Wednesday, April 23, 2014

Interview with Bruce Atchison, author of How I Was Razed: A Journey from Cultism to Christianity



Author Bio:
Bruce Atchison is a legally-blind Canadian freelance writer with articles published in a variety of magazines. He has also authored three paperbacks. "When a Man Loves a Rabbit: Learning and Living with Bunnies" is a memoir of the surprising facts he discovered about house rabbits."Deliverance from Jericho: Six Years in a Blind School" is his recollection of being sent five hundred miles from home for months at a stretch. "How I Was Razed: A Journey from Cultism to Christianity" shows how God led Atchison out of a legalistic house church. Contact him at batchison@mcsnet.ca or via Facebook or Twitter. He also posts regularly on his www.bruceatchison.blogspot.com and www.bruceatchison.wordpress.com blogs. Atchison lives in a tiny Alberta hamlet with his house rabbit, Deborah.


When did you first know that you wanted to be a writer? 
I've always loved telling stories. During junior high school, the local newspaper was looking for student articles. I wrote a few and one was published. For about 20 years, I set writing aside. Then I began writing for fan magazines of electronic music and the newsletter at work. An employment counselor convinced me to go professional when I was placed on permanent disability. After writing freelance articles, I decided to write three memoirs. Now I want to work on short fiction stories with the goal of developing good characters.

Where did the inspiration for How I Was Razed: A Journey from Cultism to Christianity come from?
I've always loved puns. Since "razed" and "raised" sound the same, and since they both applied to my experiences with Christianity, I thought the pun was appropriate for the title.

What made you choose to write a novel?
Though my books are memoirs, they all are more than a hundred-thousand words long. I had no word count goal, just the desire to tell my experiences with house rabbits, at a blind school, and with a cultic house church.

What is the main message or theme that you hope readers of this book come away from it with?
It's a warning to pastors about the dangers new disciples face from cults. It also is my way of encouraging ex-cult members to tell their stories. Nobody likes to admit that they fell for lies, yet telling others about what happened is therapeutic.

 Who is your favorite author?
Without doubt, C. S. Lewis is my favourite. I'd love to write fantasy stories like his.

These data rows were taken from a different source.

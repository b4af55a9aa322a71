// src/dag/mod.rs

//! Task graph construction and scheduling.
//!
//! - [`graph`] infers producer/consumer edges from the file paths declared
//!   by task descriptors, enforces single-producer and acyclicity, and
//!   computes a topological order.
//! - [`scheduler`] contains the per-run state machine that decides which
//!   tasks are eligible, skips up-to-date tasks, and propagates failures.
//! - [`task_info`] provides run states and the scheduled-task type handed
//!   to executors.
//! - [`scheduler_step`] defines the result type for scheduler steps.
//! - [`state_manager`] manages per-run state transitions.

pub mod graph;
pub mod scheduler;
pub mod scheduler_step;
pub mod state_manager;
pub mod task_info;

pub use graph::{PipelineGraph, TaskId};
pub use scheduler::Scheduler;
pub use scheduler_step::SchedulerStep;
pub use task_info::{RunState, ScheduledTask};
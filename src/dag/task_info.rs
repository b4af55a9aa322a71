// src/dag/task_info.rs

//! Per-run task states and the scheduled-task type handed to executors.

use std::path::PathBuf;

use crate::dag::graph::TaskId;
use crate::task::{Resources, TaskSpec};

/// Per-run state of a task.
#[derive(Debug, Clone, Copy, PartialEq, Eq)]
pub enum RunState {
    /// Waiting for producers to finish.
    Pending,
    /// Dispatched to the executor.
    Running,
    /// Command executed and exited zero.
    Succeeded,
    /// Skipped: outputs already newer than (or as new as) all inputs.
    UpToDate,
    /// Command failed, or an input was missing when the task became eligible.
    Failed,
    /// Not started because an upstream task failed.
    Cancelled,
}

impl RunState {
    /// Terminal states never change for the rest of the run.
    pub fn is_terminal(self) -> bool {
        !matches!(self, RunState::Pending | RunState::Running)
    }

    /// Whether this state satisfies a consumer's dependency.
    pub fn satisfies_dependents(self) -> bool {
        matches!(self, RunState::Succeeded | RunState::UpToDate)
    }
}

/// Everything the executor needs to run one task: the resolved command, the
/// resource hints for admission, and the outputs (for logging only — the
/// command itself writes them).
#[derive(Debug, Clone)]
pub struct ScheduledTask {
    pub id: TaskId,
    pub name: String,
    pub command: String,
    pub resources: Resources,
    pub outputs: Vec<PathBuf>,
}

impl ScheduledTask {
    pub fn from_spec(id: TaskId, spec: &TaskSpec) -> Self {
        Self {
            id,
            name: spec.name().to_string(),
            command: spec.command().to_string(),
            resources: spec.resources().clone(),
            outputs: spec.outputs().to_vec(),
        }
    }
}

 Do you have a writing routine? A special pen, a certain type of music, time limits?
I'm very fond of my old MS DOS computer and WordPerfect 5.1 for DOS. Both have served me well since 1993 and I know those programs well. As for my weekday routine, I answer e-mails in the morning and promote my books. Afternoons are for writing blogs, stories, and query letters. I'm not a "morning person" so I need several cups of weapons-grade coffee to get my brain out of first gear.

 Do you enjoy edits/rewrites, or not?
I don't enjoy edits and rewrites but computers have made both so much easier. One reason I took so long to get back into writing was the tedium of having my nose almost touching the page as I squinted and printed my prose on paper. Now it's so much easier. Better yet, I have a screen-reading program that speaks the text aloud. I still touch-type but I listen to what I've written. It's handy for catching mistakes, with the exception of homonyms.

Please tell us a little bit about your journey to publication:
I self-published all three of my books because I knew that the topics weren't mainstreem. When a Man Loves a Rabbit sold a few hundred copies but Deliverance from Jericho and How I Was Razed didn't do so well. Self-publishing also helped me learn to market my books and to understand the dynamics of readership interest.

What is the hardest part of being a writer?
For me, it's marketing. I'd love to write all day but I need to get the word out about what I've written. Being a sales person has never worked out for me in the past. Perhaps I'll catch on to it soon.

Are there any common themes that you feel are particularly important to write about?
Being a born-again Christian, all I write is filtered through my beliefs. I want even my fiction writing to be truthful and to present the human condition as it is.

When you're not writing, what are your other hobbies/passions?
I'm an amateur radio operator with the call sign VE6XTC. Shortwave and AM listening at night are also favourite pastimes of mine. I also enjoy social networks such as Facebook, Twitter, and Linked In. Walking through forests is also an activity I enjoy but I don't get that much of a chance these days to do that.

 Are you working on any new projects?
I'm writing short stories and publishing them on Readwave. It's a site where people can upload 600 to 800-word stories for free. People read and even comment on them. It's good practice for when I shop them around to magazine editors and enter them into contests.

Quick Fire round:

Coke or Pepsi? Yes.
Chocolate or Vanilla? Neither.
Rainy winter days or blazing hot summer days? Neither.
Hard Copy or e-book? E-book. My PC reads them out loud and I can preserve what little vision I have left.
Favorite book? The Bible
Last book you read? The Olsteenification of America by Hank Hanegraaff.
What's a quote that inspires you? I can't think of one at the moment.
What's your favorite comfort food? chocolate Easter bunnies.